I generally reserve Mondays for the From There to Here series, but it’s hard to think about “there” when I’m most decidedly very much “here” in the moment. Recently, our days have been spent, dawn till dusk, working on Nine of Cups. She’s a demanding girl, but worth the effort. Here’s a quick update …
David is still working on the deck painting project and has applied the second coat of non-skid to the starboard side and bow areas. The available work hours for the deck are short with cool temps and dewy mornings, so progress has been slower than expected. What a surprise! The port side seems to get less sun and the captain hasn’t been as satisfied with the port side “shine”, so he’s decided to complete the starboard side and then we’ll turn the boat around to complete the port side. Nothing’s ever easy on a boat.
In the meantime, there’s been no dearth of other chores to accomplish while patiently waiting for morning dew to evaporate. He wipes down the decks each morning to hasten the process. He’s cleaned, waxed and buffed the coach roof and the cockpit. The trim on the liferaft cradle needed replacing, the dinghy needed a good clean, engine maintenance needed to handled … and all have been ticked off his long, long to-do list.
We weren’t happy with the initial results of the saloon sole varnishing, so together, we’ve stripped the floor boards and sole and begun the varnishing (it’s actually polyurethane) process again with much better results. It’s a mine field below decks with floorboards missing and the clutter of supplies, tools and stuff everywhere, BUT we can see the promise of things to come.

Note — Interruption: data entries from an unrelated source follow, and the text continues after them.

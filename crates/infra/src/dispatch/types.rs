//! Core dispatch types.

use std::time::Duration;

use serde::{Deserialize, Serialize};
use serde_json::Value as JsonValue;

use omiesync_ledger::{LedgerRequest, LedgerStep, OmieCall, OutcomeKind};

/// A unit of work submitted to the dispatcher.
#[derive(Debug, Clone, PartialEq)]
pub struct CallTask {
    pub request: LedgerRequest,
    /// Human label for diagnostics.
    pub label: String,
    /// Integration key the call concerns (matched against duplicate faults).
    pub integration_key: Option<String>,
}

impl CallTask {
    pub fn new(request: LedgerRequest, label: impl Into<String>) -> Self {
        Self {
            request,
            label: label.into(),
            integration_key: None,
        }
    }

    pub fn with_integration_key(mut self, key: impl Into<String>) -> Self {
        self.integration_key = Some(key.into());
        self
    }

    pub fn call(&self) -> OmieCall {
        self.request.call
    }
}

impl From<LedgerStep> for CallTask {
    fn from(step: LedgerStep) -> Self {
        Self {
            request: step.request,
            label: step.label,
            integration_key: Some(step.integration_key.as_str().to_string()),
        }
    }
}

/// SOAP-style fault object returned by the remote API.
#[derive(Debug, Clone, Default, PartialEq, Eq, Serialize, Deserialize)]
pub struct OmieFault {
    pub faultcode: Option<String>,
    pub faultstring: Option<String>,
    /// Numeric or textual; normalized to text.
    pub codigo_erro: Option<String>,
}

impl OmieFault {
    /// Extract a fault from a response body, if it carries one.
    pub fn from_body(body: &JsonValue) -> Option<Self> {
        let text = |field: &str| -> Option<String> {
            match body.get(field)? {
                JsonValue::String(s) => Some(s.clone()),
                JsonValue::Number(n) => Some(n.to_string()),
                _ => None,
            }
        };
        let fault = Self {
            faultcode: text("faultcode"),
            faultstring: text("faultstring"),
            codigo_erro: text("codigo_erro"),
        };
        (fault.faultcode.is_some() || fault.faultstring.is_some()).then_some(fault)
    }
}

/// A failed call, as observed by the transport.
#[derive(Debug, Clone, PartialEq, Eq, Serialize, Deserialize)]
pub struct CallFailure {
    pub http_status: Option<u16>,
    pub fault: Option<OmieFault>,
    /// Raw error detail (fault text, body, or transport error).
    pub detail: String,
}

impl CallFailure {
    pub fn transport(detail: impl Into<String>) -> Self {
        Self {
            http_status: None,
            fault: None,
            detail: detail.into(),
        }
    }

    pub fn timeout(after: Duration) -> Self {
        Self::transport(format!("call timed out after {}s", after.as_secs()))
    }

    pub fn fault(http_status: u16, fault: OmieFault) -> Self {
        let detail = fault
            .faultstring
            .clone()
            .or_else(|| fault.faultcode.clone())
            .unwrap_or_default();
        Self {
            http_status: Some(http_status),
            fault: Some(fault),
            detail,
        }
    }

    pub fn faultcode(&self) -> Option<&str> {
        self.fault.as_ref()?.faultcode.as_deref()
    }

    pub fn faultstring(&self) -> Option<&str> {
        self.fault.as_ref()?.faultstring.as_deref()
    }

    pub fn codigo_erro(&self) -> Option<&str> {
        self.fault.as_ref()?.codigo_erro.as_deref()
    }
}

impl core::fmt::Display for CallFailure {
    fn fmt(&self, f: &mut core::fmt::Formatter<'_>) -> core::fmt::Result {
        match (self.http_status, self.faultcode()) {
            (Some(status), Some(code)) => write!(f, "HTTP {status} [{code}] {}", self.detail),
            (Some(status), None) => write!(f, "HTTP {status} {}", self.detail),
            (None, _) => f.write_str(&self.detail),
        }
    }
}

#[derive(Debug, Copy, Clone, PartialEq, Eq, Serialize, Deserialize)]
#[serde(rename_all = "snake_case")]
pub enum WaitKind {
    /// Exponential backoff after a transient failure (consumes retry budget).
    Backoff,
    /// Account-wide forced wait after a blocking fault (does not consume budget).
    Cooldown,
}

/// Record of one failed call attempt.
#[derive(Debug, Clone, PartialEq, Eq, Serialize, Deserialize)]
pub struct AttemptRecord {
    pub attempt: u32,
    pub error: String,
    pub http_status: Option<u16>,
    /// Wait applied before the next call, if one followed.
    pub wait: Option<(WaitKind, Duration)>,
}

impl AttemptRecord {
    pub fn new(attempt: u32, failure: &CallFailure, wait: Option<(WaitKind, Duration)>) -> Self {
        Self {
            attempt,
            error: failure.to_string(),
            http_status: failure.http_status,
            wait,
        }
    }
}

/// Result of one task.
#[derive(Debug, Clone, PartialEq, Serialize)]
pub struct CallOutcome {
    pub label: String,
    pub call: OmieCall,
    pub integration_key: Option<String>,
    pub kind: OutcomeKind,
    /// Response payload (or the duplicate sentinel) on logical success.
    pub response: Option<JsonValue>,
    /// Last observed error on failure.
    pub error: Option<String>,
    pub http_status: Option<u16>,
    /// Attempts consumed against the retry budget.
    pub attempts: u32,
    pub history: Vec<AttemptRecord>,
}

impl CallOutcome {
    /// Sentinel payload marking a resolved duplicate.
    pub fn duplicate_sentinel(detail: &str) -> JsonValue {
        serde_json::json!({
            "resolvedDuplicate": true,
            "detail": detail,
        })
    }

    pub fn success(&self) -> bool {
        self.kind.is_logical_success()
    }

    pub fn is_duplicate(&self) -> bool {
        self.kind == OutcomeKind::DuplicateSuccess
    }

    pub fn waits(&self, kind: WaitKind) -> impl Iterator<Item = Duration> + '_ {
        self.history
            .iter()
            .filter_map(move |r| r.wait.filter(|(k, _)| *k == kind).map(|(_, d)| d))
    }
}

So, what’s the first mate been doing? Eating bon-bons, sipping mimosas and polishing her fingernails? NOT! We’ve been taking turns on the varnishing and sanding … David does the fixed boards and I tote the removable floorboards to Blue for varnishing. After all, Blue’s a family member now and he needs to do his part. Each board is varnished twice, sanded and varnished once, twice or three times more (with a bit more sanding in between) for desired results.
I’ve cleaned out locker after locker and painted the interiors where necessary. The microwave locker, after cleaning, scrubbing and sanding, got three coats of new paint and now looks quite presentable. Of course, the contents of the microwave locker, including the microwave, is now sitting on the galley counter which inhibits the cooking and clean-up process significantly. This, too, shall pass.
Going through drawers and lockers, emptying, sorting and disposing, hasn’t been all that difficult. I’d started the process a few months ago. The tough part now is actually removing everything once again to wipe down walls and soles. During the process of sanding the decks and now the soles, layers of dust have been deposited on virtually everything. Being able to write my name in the accumulated dust has never been appealing to me. It’s gotta go and I’m plowing my way through it … thankfully, no bulldozers required.
Now … to the title of the blog … louvers, the bane of my existence. You know what louvers are ... those little slats in doors and blinds that let in light and air ... and collect dust and grime. Louvered locker doors make sense on a boat because they allow air to circulate inside the lockers and thus reduce the mildew, mold and general boat smell. Our teak louvers are lovely to look at … when they’re clean. That’s the good news.
The bad news is that cleaning them is a bear. It’s easy to run a dust cloth along each louver quickly and make them look somewhat acceptable when company’s’ coming, but in actuality, after awhile all the grease, dust and schmutz of just living aboard eventually builds up especially in the corners and it’s gross. Thorough cleaning is tedious and time-intensive and includes Q-tips, Murphy's Oil Soap (which, incidentally, does NOT contain any oil) and lots of patience. I have Q-tips and Murphy's …
There are 766 separate louvers enclosing the lockers on Nine of Cups. Yup, I counted them. Now, you might think I have too much time on my hands if I’m counting louvers, but I had a method in my madness. I want to get all the louvers cleaned by the end of the week, so I figured out how many I’d done and how many were left to do. I’ve finished 328, so it looks like I’ve got to do about 88/day to get the job finished by Friday. I figure it takes about a minute a louver to get them cleaned … about 7.3 hours total or 1.5 hours/day to get the louvers clean. I’m a goal-oriented woman and my work is cut out for me, albeit a disagreeable job. As I clean the louvers, I clean out the lockers and nearby drawers ... and wash down the adjoining walls ... and floors and ... Easy-peasy!
Now, please excuse me, 438 louvers and 15+ lockers await.